Conclusion: The Virtue of Patience and Prudence
Firan is run by a sharp, straight-shooting CEO who is patient, excellent operationally, but has been aggressive when opportunity presents itself. These are many of the qualities needed by a business that aims to complement organic growth with strategic growth-by-acquisition. Simply Solventless appears to be run by finance guys, who expanded via aggressive dilutive share issuances with little patience, a lack of execution, and a good deal of unrealistic forward-looking numbers. One small cap business we have recommended and owned for a decade, the other we took a hard pass on.
The contrasting trajectories of Firan and Simply Solventless Concentrates serve as a powerful lesson for companies eyeing growth by acquisition.
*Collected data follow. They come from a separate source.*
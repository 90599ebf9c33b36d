//! Build-time configuration for the API endpoint with an optional runtime
//! override. The default base URL is baked in from `REFLASH_API_BASE_URL` at
//! compile time; the CLI may replace it with `--api-url` / `REFLASH_API_URL`
//! so the same binary can target another deployment without rebuilding.
//! Configuration values are public; do not store secrets here.

use crate::api::ApiError;
use url::Url;

/// Base URL used when nothing was configured at build time.
pub const DEFAULT_API_BASE_URL: &str = "http://localhost:8080";

/// Client configuration derived from build-time environment variables.
#[derive(Clone, Debug, PartialEq, Eq)]
pub struct AppConfig {
    pub api_base_url: String,
}

impl Default for AppConfig {
    fn default() -> Self {
        Self {
            api_base_url: option_env!("REFLASH_API_BASE_URL")
                .and_then(normalize_runtime_value)
                .unwrap_or_else(|| DEFAULT_API_BASE_URL.to_string()),
        }
    }
}

impl AppConfig {
    /// Loads the build-time config and applies a runtime override when present.
    #[must_use]
    pub fn load(api_url_override: Option<&str>) -> Self {
        let mut config = Self::default();
        apply_runtime_override(&mut config, api_url_override.and_then(normalize_runtime_value));
        config
    }

    /// Parses the base URL, rejecting anything that is not http(s).
    ///
    /// # Errors
    /// Returns `ApiError::Config` if the URL is malformed or uses another scheme.
    pub fn base_url(&self) -> Result<Url, ApiError> {
        let url = Url::parse(&self.api_base_url).map_err(|err| {
            ApiError::Config(format!("Invalid API base URL {}: {err}", self.api_base_url))
        })?;

        match url.scheme() {
            "http" | "https" => Ok(url),
            scheme => Err(ApiError::Config(format!(
                "Unsupported API base URL scheme: {scheme}"
            ))),
        }
    }

    /// Joins the configured base URL and an endpoint path.
    #[must_use]
    pub fn endpoint(&self, path: &str) -> String {
        build_url_with_base(&self.api_base_url, path)
    }
}

fn apply_runtime_override(config: &mut AppConfig, api_base_url: Option<String>) {
    if let Some(value) = api_base_url {
        config.api_base_url = value;
    }
}

fn normalize_runtime_value(value: &str) -> Option<String> {
    let trimmed = value.trim();
    if trimmed.is_empty() {
        None
    } else {
        Some(trimmed.to_string())
    }
}

/// Builds a URL from an explicit base URL and the provided path.
fn build_url_with_base(base_url: &str, path: &str) -> String {
    let base = base_url.trim().trim_end_matches('/');
    let path = path.trim();

    if base.is_empty() {
        path.to_string()
    } else {
        format!("{}/{}", base, path.trim_start_matches('/'))
    }
}
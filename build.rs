fn main() {
    if let Err(err) = built::write_built_file() {
        panic!("Failed to acquire build-time information: {err}");
    }
}
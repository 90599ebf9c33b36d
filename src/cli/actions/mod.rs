pub mod login;
pub mod register;

// Internal "interpreter" for `Action`.
mod run;

use crate::api::SessionClient;
use crate::auth::AuthStore;
use crate::config::AppConfig;
use crate::forms::{Field, FieldErrors};
use anyhow::{Context, Result};

#[derive(Debug)]
pub enum Action {
    Login(login::Args),
    Register(register::Args),
}

impl Action {
    // Convenience wrapper so call sites can do `action.execute().await`.
    /// Execute the action.
    /// # Errors
    /// Returns an error if the action fails.
    pub async fn execute(self) -> Result<()> {
        run::execute(self).await
    }
}

/// Store backed by the HTTP client. The session cookie lives in this store's
/// jar only, so everything that needs the session runs against one store.
pub(crate) fn session_store(api_url: Option<&str>) -> Result<AuthStore<SessionClient>> {
    let config = AppConfig::load(api_url);
    let client = SessionClient::new(config).context("failed to configure the API client")?;
    Ok(AuthStore::new(client))
}

/// `<field>: <message>` lines, in field order.
pub(crate) fn field_error_lines<F: Field>(errors: &FieldErrors<F>) -> Vec<String> {
    errors
        .iter()
        .map(|(field, message)| format!("{}: {message}", field.name()))
        .collect()
}

pub(crate) fn report_field_errors<F: Field>(errors: &FieldErrors<F>) {
    for line in field_error_lines(errors) {
        eprintln!("{line}");
    }
}
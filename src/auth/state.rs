//! Auth state and the reducer that moves it between lifecycle events.
//!
//! The reducer is the only code that writes `AuthState`; `AuthStore` feeds it
//! one `AuthEvent` per pending/fulfilled/rejected step of an operation.

/// What the client currently believes about the server-side session.
#[derive(Clone, Copy, Debug, Default, PartialEq, Eq)]
pub enum SessionStatus {
    /// No check has resolved yet.
    #[default]
    Unknown,
    Authenticated,
    Unauthenticated,
}

pub const LOGIN_REJECTED: &str = "Invalid Credentials";
pub const CHECK_REJECTED: &str = "Unable to verify session";
pub const LOGOUT_REJECTED: &str = "Logout failed";
pub const REGISTER_REJECTED: &str = "Registration failed";

#[derive(Clone, Debug, Default, PartialEq, Eq)]
pub struct AuthState {
    pub session: SessionStatus,
    pub loading: bool,
    pub error: Option<String>,
}

impl AuthState {
    #[must_use]
    pub fn is_authenticated(&self) -> bool {
        self.session == SessionStatus::Authenticated
    }
}

/// Lifecycle steps of the store's async operations.
#[derive(Clone, Copy, Debug, PartialEq, Eq)]
pub enum AuthEvent {
    LoginPending,
    LoginFulfilled,
    LoginRejected,
    CheckPending,
    CheckFulfilled(bool),
    CheckRejected,
    LogoutPending,
    LogoutFulfilled,
    LogoutRejected,
    RegisterPending,
    RegisterFulfilled,
    RegisterRejected,
}

pub(crate) fn reduce(state: &mut AuthState, event: AuthEvent) {
    match event {
        AuthEvent::LoginPending | AuthEvent::RegisterPending => {
            state.loading = true;
            state.error = None;
        }
        AuthEvent::LoginFulfilled => {
            state.loading = false;
            state.session = SessionStatus::Authenticated;
        }
        AuthEvent::LoginRejected => {
            state.loading = false;
            state.error = Some(LOGIN_REJECTED.to_string());
        }
        AuthEvent::CheckFulfilled(authenticated) => {
            state.session = if authenticated {
                SessionStatus::Authenticated
            } else {
                SessionStatus::Unauthenticated
            };
        }
        AuthEvent::CheckRejected => {
            // Authentication is never granted on failure; an unresolved
            // session settles as signed out so guards stop waiting.
            if state.session == SessionStatus::Unknown {
                state.session = SessionStatus::Unauthenticated;
            }
            state.error = Some(CHECK_REJECTED.to_string());
        }
        AuthEvent::LogoutFulfilled => {
            state.session = SessionStatus::Unauthenticated;
        }
        AuthEvent::LogoutRejected => {
            state.error = Some(LOGOUT_REJECTED.to_string());
        }
        AuthEvent::RegisterFulfilled => {
            state.loading = false;
        }
        AuthEvent::RegisterRejected => {
            state.loading = false;
            state.error = Some(REGISTER_REJECTED.to_string());
        }
        AuthEvent::CheckPending | AuthEvent::LogoutPending => {}
    }
}

#[cfg(test)]
mod tests {
    use super::*;

    fn apply(state: &AuthState, event: AuthEvent) -> AuthState {
        let mut next = state.clone();
        reduce(&mut next, event);
        next
    }

    #[test]
    fn default_state_is_unknown_and_idle() {
        let state = AuthState::default();
        assert_eq!(state.session, SessionStatus::Unknown);
        assert!(!state.is_authenticated());
        assert!(!state.loading);
        assert!(state.error.is_none());
    }

    #[test]
    fn login_pending_sets_loading_and_clears_error() {
        let state = AuthState {
            error: Some(LOGIN_REJECTED.to_string()),
            ..AuthState::default()
        };
        let next = apply(&state, AuthEvent::LoginPending);
        assert!(next.loading);
        assert!(next.error.is_none());
    }

    #[test]
    fn login_fulfilled_authenticates() {
        let pending = apply(&AuthState::default(), AuthEvent::LoginPending);
        let next = apply(&pending, AuthEvent::LoginFulfilled);
        assert!(!next.loading);
        assert!(next.is_authenticated());
    }

    #[test]
    fn login_rejected_sets_generic_error() {
        let pending = apply(&AuthState::default(), AuthEvent::LoginPending);
        let next = apply(&pending, AuthEvent::LoginRejected);
        assert!(!next.loading);
        assert!(!next.is_authenticated());
        assert_eq!(next.error.as_deref(), Some("Invalid Credentials"));
    }

    #[test]
    fn check_fulfilled_leaves_loading_and_error_alone() {
        let state = AuthState {
            session: SessionStatus::Unauthenticated,
            loading: true,
            error: Some("previous".to_string()),
        };
        let next = apply(&state, AuthEvent::CheckFulfilled(true));
        assert!(next.is_authenticated());
        assert!(next.loading);
        assert_eq!(next.error.as_deref(), Some("previous"));

        let next = apply(&next, AuthEvent::CheckFulfilled(false));
        assert_eq!(next.session, SessionStatus::Unauthenticated);
    }

    #[test]
    fn check_pending_is_a_no_op() {
        let state = AuthState {
            session: SessionStatus::Authenticated,
            ..AuthState::default()
        };
        assert_eq!(apply(&state, AuthEvent::CheckPending), state);
        assert_eq!(apply(&state, AuthEvent::LogoutPending), state);
    }

    #[test]
    fn check_rejected_keeps_known_session() {
        let state = AuthState {
            session: SessionStatus::Authenticated,
            ..AuthState::default()
        };
        let next = apply(&state, AuthEvent::CheckRejected);
        assert!(next.is_authenticated());
        assert_eq!(next.error.as_deref(), Some(CHECK_REJECTED));
    }

    #[test]
    fn check_rejected_resolves_unknown_session() {
        let next = apply(&AuthState::default(), AuthEvent::CheckRejected);
        assert_eq!(next.session, SessionStatus::Unauthenticated);
    }

    #[test]
    fn logout_transitions() {
        let state = AuthState {
            session: SessionStatus::Authenticated,
            ..AuthState::default()
        };
        let failed = apply(&state, AuthEvent::LogoutRejected);
        assert!(failed.is_authenticated());
        assert_eq!(failed.error.as_deref(), Some(LOGOUT_REJECTED));

        let next = apply(&state, AuthEvent::LogoutFulfilled);
        assert!(!next.is_authenticated());
        assert_eq!(next.session, SessionStatus::Unauthenticated);
    }

    #[test]
    fn register_transitions_do_not_authenticate() {
        let pending = apply(&AuthState::default(), AuthEvent::RegisterPending);
        assert!(pending.loading);

        let done = apply(&pending, AuthEvent::RegisterFulfilled);
        assert!(!done.loading);
        assert!(!done.is_authenticated());

        let failed = apply(&pending, AuthEvent::RegisterRejected);
        assert!(!failed.loading);
        assert_eq!(failed.error.as_deref(), Some(REGISTER_REJECTED));
    }
}
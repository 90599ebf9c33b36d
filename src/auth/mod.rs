//! Authentication state, the store that owns it, and the route guard that
//! reads it. Screens dispatch through `AuthStore`; nothing else writes the
//! state.
//!
//! Flow Overview: `login` sets `loading` until the API answers, then marks the
//! session authenticated or records a generic error. `check_auth` resolves the
//! tri-state session the guard waits on. `logout` signs the session out.

pub mod guard;
pub mod state;
pub mod store;

pub use guard::{GuardDecision, RouteGuard};
pub use state::{AuthState, SessionStatus};
pub use store::AuthStore;
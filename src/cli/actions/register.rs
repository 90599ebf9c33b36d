use crate::api::Role;
use crate::cli::actions::{report_field_errors, session_store};
use crate::forms::{RegisterScreen, SubmitOutcome};
use crate::routes::History;
use anyhow::{bail, Result};
use secrecy::{ExposeSecret, SecretString};

#[derive(Debug)]
pub struct Args {
    pub api_url: Option<String>,
    pub full_name: String,
    pub email: String,
    pub password: SecretString,
    pub confirm_password: SecretString,
    pub role: Option<Role>,
    pub agree_terms: bool,
}

/// Fills the registration screen from the arguments and submits it.
///
/// # Errors
/// Returns an error if any field is invalid or the server refuses the account.
pub async fn execute(args: Args) -> Result<()> {
    let store = session_store(args.api_url.as_deref())?;
    let history = History::new();

    let mut screen = RegisterScreen::new();
    screen.set_full_name(args.full_name);
    screen.set_email(args.email);
    screen.set_password(args.password.expose_secret());
    screen.set_confirm_password(args.confirm_password.expose_secret());
    if let Some(role) = args.role {
        screen.select_role(role);
    }
    screen.set_agreed_to_terms(args.agree_terms);

    match screen.submit(&store, &history).await {
        SubmitOutcome::Succeeded => {
            let next = history.current().map_or_else(String::new, |route| route.to_string());
            println!("registered {}, continue at {next}", screen.form().email);
            Ok(())
        }
        SubmitOutcome::Blocked | SubmitOutcome::Failed => {
            report_field_errors(screen.errors());
            bail!("registration failed");
        }
    }
}
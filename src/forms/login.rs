//! Login screen: email + password, checked locally, then handed to the store.
//! Server and network failures both land on the password field with a generic
//! message so the screen never reveals which credential was wrong.

use super::{password_error, Field, FieldErrors, SubmitOutcome, EMAIL_REQUIRED};
use crate::api::{Credentials, SessionApi};
use crate::auth::AuthStore;
use crate::routes::{Navigator, Route};
use secrecy::{ExposeSecret, SecretString};
use tracing::debug;

pub const INVALID_LOGIN: &str = "Invalid email or password";
pub const LOGIN_FAILED: &str = "Login failed";

#[derive(Clone, Copy, Debug, PartialEq, Eq, PartialOrd, Ord, Hash)]
pub enum LoginField {
    Email,
    Password,
}

impl Field for LoginField {
    fn name(self) -> &'static str {
        match self {
            LoginField::Email => "email",
            LoginField::Password => "password",
        }
    }
}

#[derive(Debug)]
pub struct LoginScreen {
    email: String,
    password: SecretString,
    errors: FieldErrors<LoginField>,
}

impl Default for LoginScreen {
    fn default() -> Self {
        Self {
            email: String::new(),
            password: SecretString::from(String::new()),
            errors: FieldErrors::new(),
        }
    }
}

impl LoginScreen {
    #[must_use]
    pub fn new() -> Self {
        Self::default()
    }

    #[must_use]
    pub fn email(&self) -> &str {
        &self.email
    }

    #[must_use]
    pub fn errors(&self) -> &FieldErrors<LoginField> {
        &self.errors
    }

    pub fn set_email(&mut self, value: impl Into<String>) {
        self.email = value.into();
        self.errors.clear(LoginField::Email);
    }

    pub fn set_password(&mut self, value: impl Into<String>) {
        self.password = SecretString::from(value.into());
        self.errors.clear(LoginField::Password);
    }

    /// Field errors for the current input. Only presence of the email is
    /// checked, not its format.
    #[must_use]
    pub fn validate(&self) -> FieldErrors<LoginField> {
        let mut errors = FieldErrors::new();

        if self.email.is_empty() {
            errors.set(LoginField::Email, EMAIL_REQUIRED);
        }
        if let Some(message) = password_error(self.password.expose_secret()) {
            errors.set(LoginField::Password, message);
        }

        errors
    }

    /// Validates, logs in through `store`, and navigates home on success.
    pub async fn submit<A: SessionApi>(
        &mut self,
        store: &AuthStore<A>,
        navigator: &impl Navigator,
    ) -> SubmitOutcome {
        let errors = self.validate();
        let blocked = errors.has_errors();
        self.errors = errors;
        if blocked {
            debug!("login blocked by {} field error(s)", self.errors.len());
            return SubmitOutcome::Blocked;
        }

        let credentials = Credentials {
            email: self.email.clone(),
            password: self.password.clone(),
        };

        match store.login(&credentials).await {
            Ok(_) => {
                navigator.navigate(Route::Home);
                SubmitOutcome::Succeeded
            }
            Err(err) => {
                let message = if err.is_auth() {
                    INVALID_LOGIN
                } else {
                    LOGIN_FAILED
                };
                self.errors.set(LoginField::Password, message);
                SubmitOutcome::Failed
            }
        }
    }
}

#[cfg(test)]
mod tests {
    use super::*;
    use crate::api::ApiError;
    use crate::forms::{PASSWORD_REQUIRED, PASSWORD_TOO_SHORT};
    use crate::routes::History;
    use crate::testing::FakeApi;
    use serde_json::json;

    fn filled(email: &str, password: &str) -> LoginScreen {
        let mut screen = LoginScreen::new();
        screen.set_email(email);
        screen.set_password(password);
        screen
    }

    #[tokio::test]
    async fn empty_fields_block_submission_without_calls() {
        for (email, password) in [("", ""), ("a@b.com", ""), ("", "secret")] {
            let store = AuthStore::new(FakeApi::new());
            let history = History::new();
            let mut screen = filled(email, password);

            assert_eq!(
                screen.submit(&store, &history).await,
                SubmitOutcome::Blocked
            );
            assert_eq!(screen.errors().get(LoginField::Email).is_empty(), !email.is_empty());
            assert_eq!(
                screen.errors().get(LoginField::Password).is_empty(),
                !password.is_empty()
            );
            assert!(history.entries().is_empty());
            assert!(store.api().calls().is_empty());
        }
    }

    #[tokio::test]
    async fn blocked_submission_never_reaches_api() {
        let store = AuthStore::new(FakeApi::new());
        let mut screen = filled("", "");
        screen.submit(&store, &History::new()).await;

        assert!(store.api().calls().is_empty());
        assert_eq!(store.snapshot(), crate::auth::AuthState::default());
    }

    #[test]
    fn short_passwords_are_rejected() {
        for password in ["1", "12345", "abcde"] {
            let screen = filled("a@b.com", password);
            assert_eq!(
                screen.validate().get(LoginField::Password),
                PASSWORD_TOO_SHORT
            );
        }
        let screen = filled("a@b.com", "");
        assert_eq!(screen.validate().get(LoginField::Password), PASSWORD_REQUIRED);
    }

    #[test]
    fn email_format_is_not_checked() {
        let screen = filled("not-an-email", "secret");
        assert!(!screen.validate().has_errors());
    }

    #[tokio::test]
    async fn editing_a_field_clears_only_its_error() {
        let store = AuthStore::new(FakeApi::new());
        let mut screen = LoginScreen::new();
        screen.submit(&store, &History::new()).await;
        assert_eq!(screen.errors().len(), 2);

        screen.set_email("a@b.com");
        assert_eq!(screen.errors().get(LoginField::Email), "");
        assert_eq!(screen.errors().get(LoginField::Password), PASSWORD_REQUIRED);

        screen.set_password("secret");
        assert!(screen.errors().is_empty());
    }

    #[tokio::test]
    async fn successful_login_navigates_home() {
        let store = AuthStore::new(FakeApi::new().with_login(Ok(json!({"message": "ok"}))));
        let history = History::new();
        let mut screen = filled("a@b.com", "secret");

        assert_eq!(
            screen.submit(&store, &history).await,
            SubmitOutcome::Succeeded
        );
        assert!(store.snapshot().is_authenticated());
        assert_eq!(history.current(), Some(Route::Home));
        assert!(screen.errors().is_empty());
        assert_eq!(store.api().calls(), vec!["login:a@b.com".to_string()]);
    }

    #[tokio::test]
    async fn rejected_login_shows_generic_password_error() {
        let store = AuthStore::new(FakeApi::new().with_login(Err(ApiError::Auth {
            status: 401,
            message: "bad creds".to_string(),
        })));
        let history = History::new();
        let mut screen = filled("a@b.com", "wrong1");

        assert_eq!(screen.submit(&store, &history).await, SubmitOutcome::Failed);
        assert_eq!(screen.errors().get(LoginField::Password), INVALID_LOGIN);
        assert_eq!(screen.errors().get(LoginField::Email), "");
        assert!(!store.snapshot().is_authenticated());
        assert!(history.entries().is_empty());
    }

    #[tokio::test]
    async fn network_failure_is_reported_distinctly() {
        let store = AuthStore::new(
            FakeApi::new().with_login(Err(ApiError::Network("refused".to_string()))),
        );
        let mut screen = filled("a@b.com", "secret");

        assert_eq!(
            screen.submit(&store, &History::new()).await,
            SubmitOutcome::Failed
        );
        assert_eq!(screen.errors().get(LoginField::Password), LOGIN_FAILED);
    }
}
//! wgpu backend rendering into a winit window.

use super::{
    AttributeLocation, BufferId, ContextAttributes, DrawMode, FramebufferId, GpuDevice, ProgramId,
    RenderContext, ShaderId, SignalKind, Surface, TextureId, TextureOrigin, UniformLocation,
    VertexLayout,
};
use crate::effect::ComponentType;
use crate::frame::VideoFrame;
use crate::shader::{
    self, CompiledShader, ProgramLayout, ShaderSource, ShaderStage, SOURCE_SAMPLER_BINDING,
    SOURCE_TEXTURE_BINDING, UNIFORM_BLOCK_BINDING,
};
use std::borrow::Cow;
use std::collections::{BTreeMap, HashMap, HashSet, VecDeque};
use std::sync::{Arc, Mutex};
use tracing::{debug, error, info, warn};
use wgpu::util::DeviceExt;
use winit::window::Window;

const TEXTURE_FORMAT: wgpu::TextureFormat = wgpu::TextureFormat::Rgba8Unorm;

/// Signal bookkeeping shared with the device-lost callback.
#[derive(Debug, Default)]
struct SignalState {
    pending: VecDeque<SignalKind>,
    subscriptions: HashSet<SignalKind>,
    lost: bool,
    generation: u64,
}

impl SignalState {
    fn emit(&mut self, kind: SignalKind) {
        if self.subscriptions.contains(&kind) {
            self.pending.push_back(kind);
        }
    }
}

fn mark_lost(signals: &Mutex<SignalState>) {
    if let Ok(mut state) = signals.lock() {
        if state.lost {
            return;
        }
        state.lost = true;
        state.generation += 1;
        state.emit(SignalKind::ContextLost);
    }
}

/// A window used as a drawing surface.
///
/// Each [`Surface::get_context`] call requests a new adapter and device, so
/// recovering from device loss is a matter of asking again.
pub struct WindowSurface {
    window: Arc<Window>,
    instance: wgpu::Instance,
    signals: Arc<Mutex<SignalState>>,
}

impl WindowSurface {
    pub fn new(window: Arc<Window>) -> Self {
        let instance = wgpu::Instance::new(&wgpu::InstanceDescriptor {
            backends: wgpu::Backends::all(),
            ..Default::default()
        });
        Self {
            window,
            instance,
            signals: Arc::new(Mutex::new(SignalState::default())),
        }
    }

    pub fn window(&self) -> &Arc<Window> {
        &self.window
    }

    fn create_context(&self, attributes: &ContextAttributes) -> anyhow::Result<WgpuContext> {
        let surface = self.instance.create_surface(self.window.clone())?;
        let gpu = GpuDevice::new(&self.instance, &surface)?;

        let generation = self
            .signals
            .lock()
            .map(|state| state.generation)
            .map_err(|_| anyhow::anyhow!("signal state poisoned"))?;

        let lost_signals = Arc::clone(&self.signals);
        gpu.device.set_device_lost_callback(move |reason, message| {
            if matches!(reason, wgpu::DeviceLostReason::Destroyed) {
                debug!("GPU device destroyed");
                return;
            }
            error!(?reason, %message, "GPU device lost");
            mark_lost(&lost_signals);
        });

        Ok(WgpuContext::new(
            self.window.clone(),
            surface,
            gpu,
            Arc::clone(&self.signals),
            generation,
            attributes,
        ))
    }
}

impl Surface for WindowSurface {
    type Context = WgpuContext;

    fn get_context(&mut self, attributes: &ContextAttributes) -> Option<WgpuContext> {
        if self.signals.lock().map(|state| state.lost).unwrap_or(true) {
            return None;
        }
        match self.create_context(attributes) {
            Ok(context) => Some(context),
            Err(e) => {
                error!("Failed to create GPU context: {:#}", e);
                None
            }
        }
    }

    fn subscribe(&mut self, kind: SignalKind) {
        if let Ok(mut state) = self.signals.lock() {
            state.subscriptions.insert(kind);
        }
    }

    fn unsubscribe(&mut self, kind: SignalKind) {
        if let Ok(mut state) = self.signals.lock() {
            state.subscriptions.remove(&kind);
        }
    }

    fn next_signal(&mut self) -> Option<SignalKind> {
        let mut state = self.signals.lock().ok()?;
        while let Some(kind) = state.pending.pop_front() {
            if state.subscriptions.contains(&kind) {
                return Some(kind);
            }
        }
        None
    }

    fn prevent_default(&mut self, kind: SignalKind) {
        if kind != SignalKind::ContextLost {
            return;
        }
        // A replacement device can be requested right away.
        if let Ok(mut state) = self.signals.lock() {
            if state.lost {
                state.lost = false;
                state.emit(SignalKind::ContextRestored);
            }
        }
    }
}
While the allure of rapid expansion is strong, the responsible and measured approach championed by FTG – characterized by strategic acquisitions, disciplined debt management, and minimal shareholder dilution – has clearly led to superior near and long-term shareholder returns.
Conversely, SSC’s aggressive, highly dilutive strategy, though perhaps aiming for swift market share gains, has resulted in substantial shareholder value destruction. The market ultimately rewards sustainable, well-integrated growth that builds intrinsic value per share, rather than simply expanding through the issuance of a flood of new shares. For investors, these case studies underline the critical importance of scrutinizing a company’s financing methods and integration capabilities when evaluating M&A-driven growth strategies.